Robertson Hyetts is a proud supporter of the Bendigo Regional HR Network. At the most recent event, Steve Simpson discussed the concept of unwritten ground rules and how they impact culture in the workplace.
A brief overview of his presentation is below.
For further information please visit http://www.ugrs.net
Unwritten ground rules or ‘UGRs’ are people’s perceptions of ‘this is the way we do things around here’. Examples of UGRs include:
- At our meetings it isn’t worth complaining as we know nothing will get done.
- The only time anyone had spoken to by the boss is when something is wrong.
The incredible thing about UGRs is that they drive people’s behaviour yet they are seldom talked about openly. It’s the UGRs in an organisation that constitute its culture.
Created by Steve Simpson, the UGRs concept has been used by organisations across the planet – including Kmart Australia and New Zealand, McLaren Automotive in the UK, and Boost Juice.
In this presentation, Steve shares world-first research into UGRs, shows how UGRs drive people’s behaviours, how they are created, and most importantly, what can be done to create a unique point of difference using UGRs.
Whether it’s creating a culture to deliver great service, helping leaders understand their role in shaping the culture, helping teams perform better, equipping people to revel in change initiatives, or getting people to take safety seriously, Steve reveals how his concept of UGRs – unwritten ground rules – can be used to effect lasting, positive change.

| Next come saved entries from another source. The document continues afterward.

use pdf_text_prep::RawDocument;
use worker::{FormEntry, Request};

use crate::error::ApiError;
use crate::models::{MAX_UPLOAD_BYTES, UPLOAD_FIELD};

pub fn ensure_multipart(content_type: Option<&str>) -> Result<(), ApiError> {
    let is_multipart = content_type.is_some_and(|value| {
        value
            .trim()
            .to_ascii_lowercase()
            .starts_with("multipart/form-data")
    });
    if is_multipart {
        Ok(())
    } else {
        Err(ApiError::BadRequest(
            "expected a multipart/form-data upload".to_string(),
        ))
    }
}

/// Rejects oversize bodies from the declared length before reading them.
/// A missing or unparsable header is left to the post-read check.
pub fn ensure_declared_size(content_length: Option<&str>) -> Result<(), ApiError> {
    match content_length.and_then(|value| value.trim().parse::<usize>().ok()) {
        Some(length) => ensure_file_size(length),
        None => Ok(()),
    }
}

pub fn ensure_file_size(length: usize) -> Result<(), ApiError> {
    if length > MAX_UPLOAD_BYTES {
        return Err(ApiError::PayloadTooLarge(format!(
            "upload is {length} bytes; the limit is {MAX_UPLOAD_BYTES} bytes"
        )));
    }
    Ok(())
}

/// Pulls the uploaded file out of a multipart request.
pub async fn read_upload(req: &mut Request) -> Result<RawDocument, ApiError> {
    let content_type = req.headers().get("Content-Type")?;
    ensure_multipart(content_type.as_deref())?;
    ensure_declared_size(req.headers().get("Content-Length")?.as_deref())?;

    let form = req
        .form_data()
        .await
        .map_err(|error| ApiError::BadRequest(format!("invalid multipart body: {error}")))?;
    let Some(FormEntry::File(file)) = form.get(UPLOAD_FIELD) else {
        return Err(ApiError::BadRequest(format!(
            "missing file in form field '{UPLOAD_FIELD}'"
        )));
    };

    ensure_file_size(file.size())?;
    let bytes = file.bytes().await?;
    ensure_file_size(bytes.len())?;

    Ok(RawDocument::new(bytes)
        .with_file_name(file.name())
        .with_content_type(file.type_()))
}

Steve Simpson created the concept of the UGRs (unwritten ground rules).
He specialises in helping teams and organisations to understand and improve their culture using the UGRs concept.

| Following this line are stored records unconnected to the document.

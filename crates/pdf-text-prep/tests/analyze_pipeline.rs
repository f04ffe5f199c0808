mod common;

use pdf_text_prep::{AnalyzeError, AnalyzeOptions, DocumentAnalyzer, analyze};

use common::{
    FixtureFont, PdfInfo, PdfOptions, as_str_pages, build_pdf, build_test_pdf, ten_page_report,
};

#[test]
fn strips_running_header_from_every_page() {
    let pages = ten_page_report();
    let bytes =
        build_test_pdf(&as_str_pages(&pages), None).expect("PDF fixture should be created");

    let document = analyze(&bytes).expect("analysis should succeed");

    assert!(
        !document.text.contains("Confidential Acme Corp"),
        "header survived: {:?}",
        document.text
    );
    assert!(
        document.text.contains("Page 3 of 10"),
        "unexpected text: {:?}",
        document.text
    );
    for page in 1..=10 {
        assert!(
            document
                .text
                .contains(&format!("Findings for section {page} of")),
            "missing body of page {page}: {:?}",
            document.text
        );
    }
    assert_eq!(document.metadata.page_count, 10);
}

#[test]
fn reports_info_dictionary_and_version() {
    let pages = ten_page_report();
    let info = PdfInfo {
        title: "Annual Audit",
        author: "Jane Roe",
    };
    let bytes =
        build_test_pdf(&as_str_pages(&pages), Some(&info)).expect("PDF fixture should be created");

    let document = analyze(&bytes).expect("analysis should succeed");

    assert_eq!(document.metadata.version, "1.5");
    assert_eq!(
        document.metadata.info.get("Title").map(String::as_str),
        Some("Annual Audit")
    );
    assert_eq!(
        document.metadata.info.get("Author").map(String::as_str),
        Some("Jane Roe")
    );
    assert!(document.metadata.metadata.is_empty());
}

#[test]
fn incomplete_fonts_fall_back_to_content_streams() {
    let pages = ten_page_report();
    for font in [
        FixtureFont::WithoutBaseFont,
        FixtureFont::WithoutSubtype,
        FixtureFont::Unresolved,
    ] {
        let options = PdfOptions {
            font,
            ..PdfOptions::default()
        };
        let bytes =
            build_pdf(&as_str_pages(&pages), &options).expect("PDF fixture should be created");

        let document = analyze(&bytes).unwrap_or_else(|err| panic!("{font:?}: {err:?}"));

        assert_eq!(document.metadata.page_count, 10, "{font:?}");
        assert!(
            !document.text.contains("Confidential Acme Corp"),
            "{font:?}: header survived: {:?}",
            document.text
        );
        assert!(
            document.text.contains("Findings for section 7 of"),
            "{font:?}: missing body: {:?}",
            document.text
        );
    }
}

#[test]
fn xmp_entities_and_cdata_reach_metadata() {
    let xmp = r#"<?xpacket begin="" id="W5M0MpCehiHzreSzNTczkc9d"?>
<x:xmpmeta xmlns:x="adobe:ns:meta/">
  <rdf:RDF xmlns:rdf="http://www.w3.org/1999/02/22-rdf-syntax-ns#">
    <rdf:Description rdf:about=""
        xmlns:dc="http://purl.org/dc/elements/1.1/"
        xmlns:pdf="http://ns.adobe.com/pdf/1.3/"
        pdf:Producer="Smith &amp; Sons">
      <dc:title><rdf:Alt><rdf:li xml:lang="x-default">Q1 &lt;draft&gt;</rdf:li></rdf:Alt></dc:title>
      <dc:description><rdf:Alt><rdf:li><![CDATA[x < y]]></rdf:li></rdf:Alt></dc:description>
    </rdf:Description>
  </rdf:RDF>
</x:xmpmeta>
<?xpacket end="w"?>"#;
    let pages = ten_page_report();
    let options = PdfOptions {
        xmp: Some(xmp),
        ..PdfOptions::default()
    };
    let bytes = build_pdf(&as_str_pages(&pages), &options).expect("PDF fixture should be created");

    let document = analyze(&bytes).expect("analysis should succeed");
    let fields = &document.metadata.metadata;

    assert_eq!(fields.get("pdf:Producer").map(String::as_str), Some("Smith & Sons"));
    assert_eq!(fields.get("dc:title").map(String::as_str), Some("Q1 <draft>"));
    assert_eq!(fields.get("dc:description").map(String::as_str), Some("x < y"));
}

#[test]
fn image_only_pdf_is_reported_as_scan() {
    let bytes = build_test_pdf(&[vec![], vec![]], None).expect("PDF fixture should be created");
    assert_eq!(analyze(&bytes), Err(AnalyzeError::ScannedDocument));
}

#[test]
fn single_page_pdf_loses_all_lines() {
    let bytes = build_test_pdf(
        &[vec![
            "Memorandum of understanding between the parties.",
            "Both sides agree to the terms below.",
        ]],
        None,
    )
    .expect("PDF fixture should be created");

    let document = analyze(&bytes).expect("analysis should succeed");
    assert!(document.is_blank(), "unexpected text: {:?}", document.text);
    assert_eq!(document.metadata.page_count, 1);
}

#[test]
fn broken_pdf_is_malformed_not_scanned() {
    let err = analyze(b"%PDF-1.4\nthis is not really a pdf\n%%EOF").expect_err("should fail");
    assert!(matches!(err, AnalyzeError::MalformedPdf(_)), "{err:?}");
    assert!(!err.is_rejection());
}

#[test]
fn non_pdf_upload_is_rejected() {
    let png = [0x89, b'P', b'N', b'G', 0x0D, 0x0A, 0x1A, 0x0A, 0, 0, 0, 13];
    let err = analyze(&png).expect_err("should fail");
    assert_eq!(err.code(), "not_a_pdf");
    assert_eq!(analyze(b""), Err(AnalyzeError::EmptyInput));
}

#[test]
fn stricter_threshold_keeps_lines_below_it() {
    let mut pages = ten_page_report();
    for lines in pages.iter_mut().take(8) {
        lines.push("Draft".to_string());
    }
    let bytes =
        build_test_pdf(&as_str_pages(&pages), None).expect("PDF fixture should be created");

    let default = analyze(&bytes).expect("analysis should succeed");
    assert!(!default.text.contains("Draft"));

    let strict = DocumentAnalyzer::new(AnalyzeOptions {
        boilerplate_percent: 90,
        ..AnalyzeOptions::default()
    })
    .analyze(&bytes)
    .expect("analysis should succeed");
    assert!(strict.text.contains("Draft"));
    assert!(!strict.text.contains("Confidential Acme Corp"));
}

In earlier years he worked with organisations in a training and consulting role . Steve soon realised that the success of his work with these enterprises depended on the company’s culture. Unless the culture was ‘right’, there would would be limited lasting success.
That’s what led Steve to create ‘Unwritten Ground Rules’ or ‘UGRs’. Two universities – the University of Western Australia and Curtin University of Technology – teamed up with him to undertake world-first research into UGRs. This was the beginning of something very exciting.
Since then, Steve and his team have worked with organisations around the globe. He knows that the UGRs concept literally has universal appeal and impact. More importantly, the concept has the potential to change – in a fundamental way – the culture of an organisation.